Saved data entries:
= = = = = = =

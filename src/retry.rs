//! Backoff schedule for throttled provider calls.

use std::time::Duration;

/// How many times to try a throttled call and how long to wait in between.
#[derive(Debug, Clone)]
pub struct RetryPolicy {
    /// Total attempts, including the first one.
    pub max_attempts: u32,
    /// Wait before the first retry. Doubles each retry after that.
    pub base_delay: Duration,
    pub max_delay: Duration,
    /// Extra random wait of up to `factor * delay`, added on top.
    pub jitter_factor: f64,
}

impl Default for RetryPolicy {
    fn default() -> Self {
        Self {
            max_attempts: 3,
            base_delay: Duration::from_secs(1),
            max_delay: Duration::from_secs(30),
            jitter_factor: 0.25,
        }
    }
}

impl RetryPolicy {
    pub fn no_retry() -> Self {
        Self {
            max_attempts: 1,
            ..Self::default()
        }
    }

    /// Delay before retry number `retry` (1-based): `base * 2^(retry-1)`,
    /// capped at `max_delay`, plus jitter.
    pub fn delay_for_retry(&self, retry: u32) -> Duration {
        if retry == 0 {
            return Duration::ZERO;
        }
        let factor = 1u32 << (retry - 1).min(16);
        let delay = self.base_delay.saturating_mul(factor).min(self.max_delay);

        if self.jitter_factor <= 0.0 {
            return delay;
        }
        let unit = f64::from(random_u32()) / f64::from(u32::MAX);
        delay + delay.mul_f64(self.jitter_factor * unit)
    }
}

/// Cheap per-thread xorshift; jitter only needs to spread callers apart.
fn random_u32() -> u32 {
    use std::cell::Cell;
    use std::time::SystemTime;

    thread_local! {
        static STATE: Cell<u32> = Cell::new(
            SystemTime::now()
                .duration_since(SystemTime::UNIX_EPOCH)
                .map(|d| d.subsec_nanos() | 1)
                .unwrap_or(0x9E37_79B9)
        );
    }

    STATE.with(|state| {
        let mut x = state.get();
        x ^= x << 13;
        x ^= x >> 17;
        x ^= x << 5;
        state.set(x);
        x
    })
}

= = = = = = =

### Work to be completed
Number of lines above containing the word "first": state it and add nothing else.

### Exercise solution
2